Persoonlijke hulpmiddelen

slider

Sections

1495

08-12-1495. Graaf Philips staat aan die van Aemsterdamme toe driehonderd en zestig ponden jaarlijks. Van deze som zullen zij trekken driehonderd ponden uit het baljuwschap van Aemsterlant, Waterlant en Zeevanck. Etc...

8 December. Graaf Philips staat aan die van Aemsterdamme toe driehonderd en zestig ponden jaarlijks. Van deze som zullen zij trekken driehonderd ponden uit het baljuwschap van Aemsterlant, Waterlant en Zeevanck. Welk baljuwschap voor eene gelijke som in hunne handen zal gesteld worden. De andere zestig ponden zullen hun door de rentmeesters van den Graaf uit de inkomsten zijner domeinen van Kermerlant worden betaald. Daarentegen zullen de Graaf en zijne nakomelingen vrij blijven van eene rente van zeshonderd en veertig ponden, ten behoeve van zijnen vader verkocht, en van alle achterstallen, welke deze stad daarvan nog te eischen heeft. Hierbij behoudt de Graaf aan zich het recht, om de rente van driehonderd en zestig ponden, ten allen tijde af te lossen. In welk geval het baljuwschap weder zal moeten worden teruggegeven en de Grafelijkheid ook van de overige zestig ponden zal ontlast blijven. Afschrift op perkament, waarvan het origineel voorzien was met het zegel van den Graaf.
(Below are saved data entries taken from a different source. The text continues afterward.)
//! gRPC service implementation and per-call dispatch.
//!
//! This module contains the logic that turns an authenticated gRPC call into
//! an authorized log operation. The middleware pipeline runs before any of it
//! and has already attached the caller's subject to the request.
//!
//! ## Structure
//!
//! - [`handler`] - gRPC service entry point (`LogService`).
//! - [`dispatch`] - authorization gate and unary append/read.
//! - [`context`] - the explicit per-call context threaded through handlers.

pub mod context;
pub mod dispatch;
pub mod handler;
use std::{collections::BTreeMap, fmt};

use chrono::NaiveDate;
use serde::Serialize;

/// A single dated price observation.
#[derive(Debug, Clone, Copy, PartialEq, Serialize)]
pub struct PricePoint {
    pub date: NaiveDate,
    pub price: f64,
}

impl PricePoint {
    pub fn new(date: NaiveDate, price: f64) -> Self {
        Self { date, price }
    }
}

impl fmt::Display for PricePoint {
    fn fmt(&self, f: &mut fmt::Formatter<'_>) -> fmt::Result {
        write!(f, "{}: {}", self.date, self.price)
    }
}

/// Ordered price history for one (asset code, price type) pair.
///
/// Dates are strictly increasing and every price is finite and positive. Observations that
/// violate this are dropped on construction; for duplicate dates the last observation wins.
/// The series is immutable once built and is shared read-only across a batch request.
#[derive(Debug, Clone, Default, PartialEq)]
pub struct PriceSeries {
    points: Vec<PricePoint>,
}

impl PriceSeries {
    pub fn new(points: impl IntoIterator<Item = PricePoint>) -> Self {
        let by_date: BTreeMap<NaiveDate, f64> = points
            .into_iter()
            .filter(|point| point.price.is_finite() && point.price > 0.)
            .map(|point| (point.date, point.price))
            .collect();

        let points = by_date
            .into_iter()
            .map(|(date, price)| PricePoint { date, price })
            .collect();

        Self { points }
    }

    pub fn points(&self) -> &[PricePoint] {
        &self.points
    }

    pub fn len(&self) -> usize {
        self.points.len()
    }

    pub fn is_empty(&self) -> bool {
        self.points.is_empty()
    }

    /// Date of the oldest observation.
    pub fn first_date(&self) -> Option<NaiveDate> {
        self.points.first().map(|point| point.date)
    }

    /// Date of the most recent observation.
    pub fn last_date(&self) -> Option<NaiveDate> {
        self.points.last().map(|point| point.date)
    }

    fn position(&self, date: NaiveDate) -> Result<usize, usize> {
        self.points.binary_search_by(|point| point.date.cmp(&date))
    }

    pub fn contains(&self, date: NaiveDate) -> bool {
        self.position(date).is_ok()
    }

    /// Price observed exactly on `date`, if any.
    pub fn price_on(&self, date: NaiveDate) -> Option<f64> {
        self.position(date).ok().map(|idx| self.points[idx].price)
    }

    /// Latest observation dated on or before `date`.
    pub fn latest_at_or_before(&self, date: NaiveDate) -> Option<&PricePoint> {
        match self.position(date) {
            Ok(idx) => Some(&self.points[idx]),
            Err(0) => None,
            Err(idx) => Some(&self.points[idx - 1]),
        }
    }

    /// Observations dated within `[start, end]`, inclusive on both ends.
    pub fn window(&self, start: NaiveDate, end: NaiveDate) -> &[PricePoint] {
        if start > end {
            return &[];
        }

        let from = self.position(start).unwrap_or_else(|idx| idx);
        let to = match self.position(end) {
            Ok(idx) => idx + 1,
            Err(idx) => idx,
        };

        &self.points[from..to]
    }

    /// Observations dated on or after `start`.
    pub fn since(&self, start: NaiveDate) -> &[PricePoint] {
        let from = self.position(start).unwrap_or_else(|idx| idx);
        &self.points[from..]
    }
}

impl FromIterator<PricePoint> for PriceSeries {
    fn from_iter<I: IntoIterator<Item = PricePoint>>(iter: I) -> Self {
        Self::new(iter)
    }
}

impl FromIterator<(NaiveDate, f64)> for PriceSeries {
    fn from_iter<I: IntoIterator<Item = (NaiveDate, f64)>>(iter: I) -> Self {
        Self::new(
            iter.into_iter()
                .map(|(date, price)| PricePoint { date, price }),
        )
    }
}
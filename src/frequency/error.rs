use std::result;

use thiserror::Error;

use crate::shared::ErrorKind;

#[derive(Error, Debug, Clone, PartialEq, Eq)]
pub enum FrequencyError {
    #[error("Normalization frequency `{0}` must be `NA` or `<n><D|W|M|Q|Y>` with n > 0")]
    InvalidNormalization(String),

    #[error("Compounding frequency `{0}` must be `<n><D|W|M|Q|Y>` with n > 0")]
    InvalidCompounding(String),
}

impl FrequencyError {
    pub fn kind(&self) -> ErrorKind {
        ErrorKind::InvalidFrequency
    }
}

pub type Result<T> = result::Result<T, FrequencyError>;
Gegeven in onser stadt van Bruessel den VIIIen dach van Decembre int jaer ons Heeren duysent vierhondert vive ende tnegentich.

De reeds in Januari van dit jaar benoemde Baljuw, Meinert Willemszoon, wordt thans door den Hertog in dat ambt bevestigd voor zes jaren, ingaande 1 October en ontvangt ook van 's Hertogs wege, zijne brieven van commissie, doch ten behoeve der stad Amsterdam. En zoovelen na Meinert het ambt bekleeden mogen, zullen Baljuw zijn bij commissie van den Genadigen Heer, maar ter nominatie van Amsterdam; want deze overeenkomst zal duren zoolang, tot dat de rente van 360 pond door de Grafelijkheid gelost zal zijn.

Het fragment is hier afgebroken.